Word for word, restate the lines from the start of the data down to the line with "static DATA_DIR: OnceLock<PathBuf>", both included.

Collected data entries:
• • •

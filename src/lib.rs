pub mod agent;
pub mod chat;
pub mod cli;
pub mod config;
pub mod data;
pub mod runtime;
pub mod session;
pub mod util;

pub use agent::{
    normalize, AgentBackend, AgentError, HttpBackend, InvokeRequest, InvokeResult,
    NormalizedAgentResult,
};
pub use chat::{AppEvent, Conversation, Effect, Notification};
pub use config::Config;
pub use data::{AppStateStore, StateStore, Ticket, TicketStore};
pub use runtime::Runtime;
pub use session::{Session, SessionContext};
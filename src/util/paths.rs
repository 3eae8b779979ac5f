//! Path utilities for supportdesk data directories

use std::path::PathBuf;
use std::sync::OnceLock;

/// Global storage for custom data directory path
static DATA_DIR: OnceLock<PathBuf> = OnceLock::new();

/// Initialize the data directory with an optional custom path.
/// Must be called early in main() before any other path functions are used.
/// If custom_path is None, uses the default ~/.supportdesk location.
pub fn init_data_dir(custom_path: Option<PathBuf>) {
    let path = custom_path.unwrap_or_else(default_data_dir);
    if DATA_DIR.set(path.clone()).is_err() {
        let existing = DATA_DIR
            .get()
            .map(|p| p.display().to_string())
            .unwrap_or_else(|| "<unknown>".to_string());
        tracing::debug!(
            path = %path.display(),
            existing = %existing,
            "Data directory already initialized"
        );
    }
}

/// Get the default data directory path (~/.supportdesk)
fn default_data_dir() -> PathBuf {
    dirs::home_dir()
        .map(|h| h.join(".supportdesk"))
        .unwrap_or_else(|| PathBuf::from(".supportdesk"))
}

/// Get the base data directory.
/// Returns the custom path if set via init_data_dir(), otherwise ~/.supportdesk
pub fn data_dir() -> PathBuf {
    DATA_DIR.get().cloned().unwrap_or_else(default_data_dir)
}

/// Get the database file path (~/.supportdesk/supportdesk.db)
pub fn database_path() -> PathBuf {
    data_dir().join("supportdesk.db")
}

/// Get the logs directory (~/.supportdesk/logs)
pub fn logs_dir() -> PathBuf {
    data_dir().join("logs")
}

/// Get the default log file path (~/.supportdesk/logs/supportdesk.log)
pub fn log_file_path() -> PathBuf {
    logs_dir().join("supportdesk.log")
}

/// Get the config file path (~/.supportdesk/config.toml)
pub fn config_path() -> PathBuf {
    data_dir().join("config.toml")
}
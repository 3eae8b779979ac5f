use chrono::{DateTime, Utc};
use serde::{Deserialize, Serialize};
use uuid::Uuid;

use crate::agent::NormalizedAgentResult;

/// Stable identifier for one message.
#[derive(Debug, Clone, Copy, PartialEq, Eq, Hash, Serialize, Deserialize)]
pub struct MessageId(pub Uuid);

impl MessageId {
    pub fn new() -> Self {
        Self(Uuid::new_v4())
    }
}

impl Default for MessageId {
    fn default() -> Self {
        Self::new()
    }
}

impl std::fmt::Display for MessageId {
    fn fmt(&self, f: &mut std::fmt::Formatter<'_>) -> std::fmt::Result {
        write!(f, "{}", self.0)
    }
}

/// Chat speaker role.
#[derive(Debug, Clone, Copy, PartialEq, Eq, Hash, Serialize, Deserialize)]
#[serde(rename_all = "lowercase")]
pub enum Role {
    User,
    Agent,
}

/// One entry of the conversation timeline. Never edited after it is appended.
#[derive(Debug, Clone, PartialEq, Eq, Serialize, Deserialize)]
pub struct Message {
    pub id: MessageId,
    pub role: Role,
    pub content: String,
    pub timestamp: DateTime<Utc>,
    pub metadata: Option<NormalizedAgentResult>,
    pub is_error: bool,
}

impl Message {
    pub fn user(content: impl Into<String>) -> Self {
        Self {
            id: MessageId::new(),
            role: Role::User,
            content: content.into(),
            timestamp: Utc::now(),
            metadata: None,
            is_error: false,
        }
    }

    /// Agent reply whose content is the normalized answer.
    pub fn agent(result: NormalizedAgentResult) -> Self {
        Self {
            id: MessageId::new(),
            role: Role::Agent,
            content: result.answer.clone(),
            timestamp: Utc::now(),
            metadata: Some(result),
            is_error: false,
        }
    }

    /// Error-flagged agent message.
    pub fn error(content: impl Into<String>) -> Self {
        Self {
            id: MessageId::new(),
            role: Role::Agent,
            content: content.into(),
            timestamp: Utc::now(),
            metadata: None,
            is_error: true,
        }
    }

    pub fn is_agent(&self) -> bool {
        self.role == Role::Agent
    }

    pub fn is_escalated(&self) -> bool {
        self.metadata.as_ref().is_some_and(|m| m.escalated)
    }

    /// Escalation is offered on non-error agent messages not already escalated.
    pub fn can_escalate(&self) -> bool {
        self.is_agent() && !self.is_error && !self.is_escalated()
    }

    /// The backend explicitly asked for this reply to be escalated.
    pub fn escalation_emphasized(&self) -> bool {
        self.can_escalate() && self.metadata.as_ref().is_some_and(|m| m.requires_escalation)
    }
}

/// Per-message helpfulness mark.
#[derive(Debug, Clone, Copy, PartialEq, Eq, Hash, Default, Serialize, Deserialize)]
#[serde(rename_all = "lowercase")]
pub enum Feedback {
    Up,
    Down,
    #[default]
    None,
}

impl Feedback {
    pub fn parse(s: &str) -> Option<Self> {
        match s.trim().to_lowercase().as_str() {
            "up" | "+" | "yes" => Some(Feedback::Up),
            "down" | "-" | "no" => Some(Feedback::Down),
            "none" | "clear" => Some(Feedback::None),
            _ => None,
        }
    }
}

/// First `max_chars` characters of `text`.
pub(crate) fn truncate_chars(text: &str, max_chars: usize) -> String {
    text.chars().take(max_chars).collect()
}
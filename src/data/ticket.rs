//! Ticket store: the durable, filterable ticket collection

use std::collections::HashSet;
use std::sync::Arc;

use super::app_state::{StateStore, StorageError, TICKETS_KEY};
use super::models::{StatusFilter, Ticket};

/// Ticket collection, newest first.
///
/// Every insertion is written through to the backing [`StateStore`] when one
/// is attached. Write failures are logged and swallowed; the in-memory
/// collection is always updated first.
pub struct TicketStore {
    tickets: Vec<Ticket>,
    storage: Option<Arc<dyn StateStore>>,
}

impl TicketStore {
    /// Load the persisted collection. Missing or corrupt data yields an empty store.
    pub fn load(storage: Arc<dyn StateStore>) -> Self {
        let tickets = match read_tickets(storage.as_ref()) {
            Ok(tickets) => tickets,
            Err(e) => {
                tracing::warn!(error = %e, "Failed to load stored tickets, starting empty");
                Vec::new()
            }
        };
        Self {
            tickets,
            storage: Some(storage),
        }
    }

    /// A store that is never persisted (used for sample data).
    pub fn detached(tickets: Vec<Ticket>) -> Self {
        Self {
            tickets: dedup_by_ticket_id(tickets),
            storage: None,
        }
    }

    pub fn tickets(&self) -> &[Ticket] {
        &self.tickets
    }

    pub fn len(&self) -> usize {
        self.tickets.len()
    }

    pub fn is_empty(&self) -> bool {
        self.tickets.is_empty()
    }

    pub fn is_persistent(&self) -> bool {
        self.storage.is_some()
    }

    pub fn get(&self, ticket_id: &str) -> Option<&Ticket> {
        self.tickets.iter().find(|t| t.ticket_id == ticket_id)
    }

    /// Prepend a ticket. Returns false (and changes nothing) if its ticket id
    /// is already present.
    pub fn insert(&mut self, ticket: Ticket) -> bool {
        if self.get(&ticket.ticket_id).is_some() {
            tracing::debug!(ticket_id = %ticket.ticket_id, "Ticket already recorded");
            return false;
        }
        tracing::info!(ticket_id = %ticket.ticket_id, priority = %ticket.priority, "Ticket recorded");
        self.tickets.insert(0, ticket);
        self.persist();
        true
    }

    /// Tickets matching the status filter and, if `query` is not blank, whose
    /// subject, question, or ticket id contains it (case-insensitive).
    pub fn filter(&self, status: StatusFilter, query: &str) -> Vec<&Ticket> {
        let needle = query.trim().to_lowercase();
        self.tickets
            .iter()
            .filter(|t| status.matches(t.status))
            .filter(|t| needle.is_empty() || t.matches_query(&needle))
            .collect()
    }

    fn persist(&self) {
        let Some(storage) = &self.storage else {
            return;
        };
        let result = serde_json::to_string(&self.tickets)
            .map_err(StorageError::from)
            .and_then(|json| storage.set(TICKETS_KEY, &json));
        if let Err(e) = result {
            tracing::warn!(error = %e, "Failed to persist tickets");
        }
    }
}

fn read_tickets(storage: &dyn StateStore) -> Result<Vec<Ticket>, StorageError> {
    match storage.get(TICKETS_KEY)? {
        Some(json) => Ok(dedup_by_ticket_id(serde_json::from_str(&json)?)),
        None => Ok(Vec::new()),
    }
}

fn dedup_by_ticket_id(tickets: Vec<Ticket>) -> Vec<Ticket> {
    let mut seen = HashSet::new();
    tickets
        .into_iter()
        .filter(|t| seen.insert(t.ticket_id.clone()))
        .collect()
}
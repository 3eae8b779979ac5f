//! Integration tests for supportdesk
//!
//! These tests verify that multiple components work together correctly.

#[path = "../common/mod.rs"]
pub mod common;

pub mod cli;
pub mod conversation_flow;
pub mod escalation_flow;
pub mod ticket_persistence;
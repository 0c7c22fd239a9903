//! Property-based tests for AllocationPlanner.
//!
//! - Conservation: every cent of the base left-to-spend has exactly one destination
//! - All-or-nothing automatic savings goal selection

use proptest::prelude::*;
use weekclose_shared::{GoalId, Money};

use super::service::AllocationPlanner;
use super::types::{PlanMode, UserOverrides};
use crate::classify::ScenarioClassifier;
use crate::recovery::{AmortizationWeeks, RecoveryDebt, RecoveryState};
use crate::snapshot::{SavingsGoalRef, WeekFigures, WeekSnapshot};

/// Strategy for amounts from 0.00 to 2,000.00.
fn amount() -> impl Strategy<Value = Money> {
    (0i64..200_000).prop_map(Money::from_cents)
}

fn goals_strategy() -> impl Strategy<Value = Vec<SavingsGoalRef>> {
    prop::collection::vec(
        (0i64..20_000, 0i64..100_000).prop_map(|(weekly, remaining)| SavingsGoalRef {
            id: GoalId::new(),
            name: String::new(),
            remaining: Money::from_cents(remaining),
            default_weekly_contribution: Money::from_cents(weekly),
        }),
        0..4,
    )
}

fn recovery_strategy() -> impl Strategy<Value = RecoveryState> {
    prop_oneof![
        Just(RecoveryState::None),
        (0i64..100_000, 0i64..100_000, 0i64..20_000, 1u32..=24).prop_map(
            |(total, saved, weekly, weeks)| {
                RecoveryState::from_record(Some(RecoveryDebt {
                    id: GoalId::new(),
                    total_amount: Money::from_cents(total),
                    saved_amount: Money::from_cents(saved),
                    weekly_contribution: Money::from_cents(weekly),
                    amortization_weeks: AmortizationWeeks::new(weeks).unwrap_or_default(),
                    original_deficit: Money::from_cents(total),
                }))
            }
        ),
    ]
}

fn overrides_strategy() -> impl Strategy<Value = UserOverrides> {
    (any::<bool>(), any::<bool>(), any::<bool>(), prop::option::of(1u32..=24)).prop_map(
        |(use_savings, create, deposit, weeks)| UserOverrides {
            use_app_savings_for_recovery: use_savings,
            create_or_add_to_recovery: create,
            deposit_surplus_to_app_savings: deposit,
            amortization_weeks: weeks,
            ..UserOverrides::default()
        },
    )
}

fn snapshot_strategy() -> impl Strategy<Value = WeekSnapshot> {
    (
        amount(),
        amount(),
        amount(),
        amount(),
        recovery_strategy(),
        amount(),
        goals_strategy(),
    )
        .prop_map(
            |(income, total_budgeted, spent_on_budgets, discretionary_spent, recovery, balance, goals)| {
                WeekSnapshot {
                    income,
                    total_budgeted,
                    spent_on_budgets,
                    discretionary_spent,
                    recovery,
                    app_savings_balance: balance,
                    savings_goals: goals,
                }
            },
        )
}

proptest! {
    #![proptest_config(ProptestConfig::with_cases(256))]

    /// No amount is created or destroyed by the planner.
    #[test]
    fn prop_plan_conserves_money(
        snapshot in snapshot_strategy(),
        overrides in overrides_strategy(),
    ) {
        let classification = ScenarioClassifier::classify(&snapshot).unwrap();
        let plan = AllocationPlanner::default()
            .plan(&snapshot, &classification, &overrides)
            .unwrap();

        prop_assert_eq!(plan.accounted_total(), classification.base_left_to_spend);

        // Every destination is non-negative.
        prop_assert!(!plan.recovery_contribution.is_negative());
        prop_assert!(!plan.app_savings_deposit.is_negative());
        prop_assert!(!plan.app_savings_withdrawal.is_negative());
        prop_assert!(!plan.recovery_debt_added.is_negative());
        prop_assert!(!plan.unallocated_surplus.is_negative());
        prop_assert!(!plan.uncovered_deficit.is_negative());

        // Bounded by what exists.
        prop_assert!(plan.recovery_contribution <= snapshot.existing_recovery_remaining());
        prop_assert!(plan.app_savings_withdrawal <= snapshot.app_savings_balance);
    }

    /// When a surplus is fully distributed or a deficit fully covered by the
    /// cushion, debt payment + savings + deposit - withdrawal is the base left-to-spend.
    #[test]
    fn prop_fully_covered_identity(
        snapshot in snapshot_strategy(),
        overrides in overrides_strategy(),
    ) {
        let classification = ScenarioClassifier::classify(&snapshot).unwrap();
        let plan = AllocationPlanner::default()
            .plan(&snapshot, &classification, &overrides)
            .unwrap();

        let fully_covered = plan.unallocated_surplus.is_zero()
            && plan.uncovered_deficit.is_zero()
            && plan.recovery_debt_added.is_zero();
        if fully_covered {
            prop_assert_eq!(
                plan.recovery_contribution
                    + plan.savings_contributions_total()
                    + plan.app_savings_deposit
                    - plan.app_savings_withdrawal,
                classification.base_left_to_spend
            );
        }
    }

    /// Automatic selection picks every goal or none.
    #[test]
    fn prop_all_or_nothing_selection(snapshot in snapshot_strategy()) {
        let classification = ScenarioClassifier::classify(&snapshot).unwrap();
        let plan = AllocationPlanner::default()
            .plan(&snapshot, &classification, &UserOverrides::default())
            .unwrap();

        let base_left = classification.base_left_to_spend;
        let remaining = snapshot.existing_recovery_remaining();
        let initial_recovery = if remaining.is_positive() {
            base_left.clamp_between(
                Money::ZERO,
                snapshot.recovery.weekly_contribution().min(remaining),
            )
        } else {
            Money::ZERO
        };
        let available = base_left - initial_recovery;
        let savings_total: Money = snapshot
            .savings_goals
            .iter()
            .map(SavingsGoalRef::capped_contribution)
            .sum();

        if base_left.is_positive() && savings_total <= available {
            prop_assert_eq!(plan.goal_contributions.len(), snapshot.savings_goals.len());
            for (contribution, goal) in plan.goal_contributions.iter().zip(&snapshot.savings_goals) {
                prop_assert!(contribution.amount <= goal.remaining);
            }
        } else {
            prop_assert!(plan.goal_contributions.is_empty());
        }
    }

    /// A deficit never auto-selects goals and never pays down the debt.
    #[test]
    fn prop_deficit_week_pays_nothing_out(snapshot in snapshot_strategy()) {
        let classification = ScenarioClassifier::classify(&snapshot).unwrap();
        prop_assume!(classification.has_deficit());

        let plan = AllocationPlanner::default()
            .plan(&snapshot, &classification, &UserOverrides::default())
            .unwrap();

        prop_assert_eq!(plan.mode, PlanMode::Deficit);
        prop_assert!(plan.goal_contributions.is_empty());
        prop_assert_eq!(plan.recovery_contribution, Money::ZERO);
        prop_assert_eq!(plan.app_savings_deposit, Money::ZERO);
    }
}
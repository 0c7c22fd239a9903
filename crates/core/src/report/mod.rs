//! Persisted weekly reports and streak tracking.

pub mod streak;
pub mod types;

pub use streak::on_track_streak;
pub use types::WeekReport;
//! Typed IDs for goals and ledger entries.
//!
//! The host owns goal IDs; Weekclose only mints IDs for recovery debts it
//! creates and for the ledger entries it writes.

use serde::{Deserialize, Serialize};
use thiserror::Error;
use uuid::Uuid;

/// An ID string the host sent that is not a UUID.
#[derive(Debug, Clone, PartialEq, Eq, Error)]
#[error("invalid {kind} id {input:?}")]
pub struct IdError {
    /// What the ID was for.
    pub kind: &'static str,
    /// The rejected text.
    pub input: String,
}

macro_rules! typed_id {
    ($name:ident, $kind:literal, $doc:literal) => {
        #[doc = $doc]
        #[derive(Debug, Clone, Copy, PartialEq, Eq, PartialOrd, Ord, Hash, Serialize, Deserialize)]
        #[serde(transparent)]
        pub struct $name(Uuid);

        impl $name {
            /// Mints a time-ordered ID, so ledger entries sort by creation.
            #[must_use]
            pub fn new() -> Self {
                Self(Uuid::now_v7())
            }
        }

        impl Default for $name {
            fn default() -> Self {
                Self::new()
            }
        }

        impl std::fmt::Display for $name {
            fn fmt(&self, f: &mut std::fmt::Formatter<'_>) -> std::fmt::Result {
                std::fmt::Display::fmt(&self.0, f)
            }
        }

        impl std::str::FromStr for $name {
            type Err = IdError;

            fn from_str(s: &str) -> Result<Self, Self::Err> {
                Uuid::parse_str(s.trim()).map(Self).map_err(|_| IdError {
                    kind: $kind,
                    input: s.to_string(),
                })
            }
        }
    };
}

typed_id!(GoalId, "goal", "A savings goal or the recovery debt.");
typed_id!(LedgerEntryId, "ledger entry", "A synthetic transaction ledger entry.");
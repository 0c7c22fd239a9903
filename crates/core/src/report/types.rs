//! Weekly report data types.

use chrono::NaiveDate;
use serde::{Deserialize, Serialize};
use weekclose_shared::Money;

use crate::classify::Scenario;
use crate::planner::AllocationPlan;

/// Snapshot of a closed week, kept for streaks and history.
#[derive(Debug, Clone, PartialEq, Eq, Serialize, Deserialize)]
pub struct WeekReport {
    /// Last day of the week.
    pub week_end: NaiveDate,
    /// Scenario the week fell into.
    pub scenario: Scenario,
    /// Budget category overspend.
    pub budget_overspend: Money,
    /// Discretionary overspend.
    pub discretionary_overspend: Money,
    /// Discretionary allowance after budget overspend.
    pub effective_weekly_limit: Money,
    /// Signed remainder for the week.
    pub base_left_to_spend: Money,
    /// Deficit, zero if none.
    pub total_deficit: Money,
    /// Total contributed to savings goals.
    pub savings_contributed: Money,
    /// Paid towards the recovery debt.
    pub recovery_paid: Money,
    /// Added to the recovery debt.
    pub recovery_debt_added: Money,
    /// Net change of the savings cushion.
    pub app_savings_change: Money,
}

impl WeekReport {
    /// Builds the report for a planned week.
    #[must_use]
    pub fn from_plan(plan: &AllocationPlan, week_end: NaiveDate) -> Self {
        let c = &plan.classification;
        Self {
            week_end,
            scenario: c.scenario,
            budget_overspend: c.budget_overspend,
            discretionary_overspend: c.discretionary_overspend,
            effective_weekly_limit: c.effective_weekly_limit,
            base_left_to_spend: c.base_left_to_spend,
            total_deficit: c.total_deficit,
            savings_contributed: plan.savings_contributions_total(),
            recovery_paid: plan.recovery_contribution,
            recovery_debt_added: plan.recovery_debt_added,
            app_savings_change: plan.app_savings_deposit - plan.app_savings_withdrawal,
        }
    }

    /// On track with nothing to recover.
    #[must_use]
    pub fn is_on_track(&self) -> bool {
        self.scenario == Scenario::OnTrack && self.total_deficit.is_zero()
    }
}
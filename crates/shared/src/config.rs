//! Application configuration management.

use chrono::Weekday;
use serde::Deserialize;

/// Application configuration.
#[derive(Debug, Clone, Default, Deserialize)]
pub struct AppConfig {
    /// Week-closing defaults.
    #[serde(default)]
    pub reconcile: ReconcileConfig,
    /// Logging configuration.
    #[serde(default)]
    pub logging: LoggingConfig,
}

/// Defaults applied when closing a week.
#[derive(Debug, Clone, Deserialize)]
pub struct ReconcileConfig {
    /// Amortization window for a brand-new recovery debt.
    #[serde(default = "default_amortization_weeks")]
    pub default_amortization_weeks: u32,
    /// First day of the budgeting week.
    #[serde(default = "default_week_starts_on")]
    pub week_starts_on: Weekday,
    /// Cover deficits from the savings cushion before creating debt.
    #[serde(default = "default_true")]
    pub use_app_savings_for_recovery: bool,
    /// Create or extend the recovery debt for an uncovered deficit.
    #[serde(default = "default_true")]
    pub create_or_add_to_recovery: bool,
}

fn default_amortization_weeks() -> u32 {
    4
}

fn default_week_starts_on() -> Weekday {
    Weekday::Mon
}

fn default_true() -> bool {
    true
}

impl Default for ReconcileConfig {
    fn default() -> Self {
        Self {
            default_amortization_weeks: default_amortization_weeks(),
            week_starts_on: default_week_starts_on(),
            use_app_savings_for_recovery: true,
            create_or_add_to_recovery: true,
        }
    }
}

/// Logging configuration.
#[derive(Debug, Clone, Deserialize)]
pub struct LoggingConfig {
    /// `EnvFilter` directive used when `RUST_LOG` is unset.
    #[serde(default = "default_filter")]
    pub filter: String,
    /// Emit JSON lines instead of human-readable output.
    #[serde(default)]
    pub json: bool,
}

fn default_filter() -> String {
    "weekclose=info".to_string()
}

impl Default for LoggingConfig {
    fn default() -> Self {
        Self {
            filter: default_filter(),
            json: false,
        }
    }
}

impl AppConfig {
    /// Loads configuration from environment and config files.
    ///
    /// # Errors
    ///
    /// Returns an error if configuration cannot be loaded.
    pub fn load() -> Result<Self, config::ConfigError> {
        let run_mode = std::env::var("RUN_MODE").unwrap_or_else(|_| "development".to_string());

        let config = config::Config::builder()
            .add_source(config::File::with_name("config/default").required(false))
            .add_source(config::File::with_name(&format!("config/{run_mode}")).required(false))
            .add_source(config::Environment::with_prefix("WEEKCLOSE").separator("__"))
            .build()?;

        config.try_deserialize()
    }
}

• • •

Response to the task |
filename src/lib.rs
pub mod agent;
pub mod chat;
pub mod cli;
pub mod config;
pub mod data;
pub mod runtime;
pub mod session;
pub mod util;

pub use agent::{
    normalize, AgentBackend, AgentError, HttpBackend, InvokeRequest, InvokeResult,
    NormalizedAgentResult,
};
pub use chat::{AppEvent, Conversation, Effect, Notification};
pub use config::Config;
pub use data::{AppStateStore, StateStore, Ticket, TicketStore};
pub use runtime::Runtime;
pub use session::{Session, SessionContext};
filename src/util/paths.rs
repository 3eae8b779979ac5f
//! Path utilities for supportdesk data directories

use std::path::PathBuf;
use std::sync::OnceLock;

/// Global storage for custom data directory path
static DATA_DIR: OnceLock<PathBuf> = OnceLock::new();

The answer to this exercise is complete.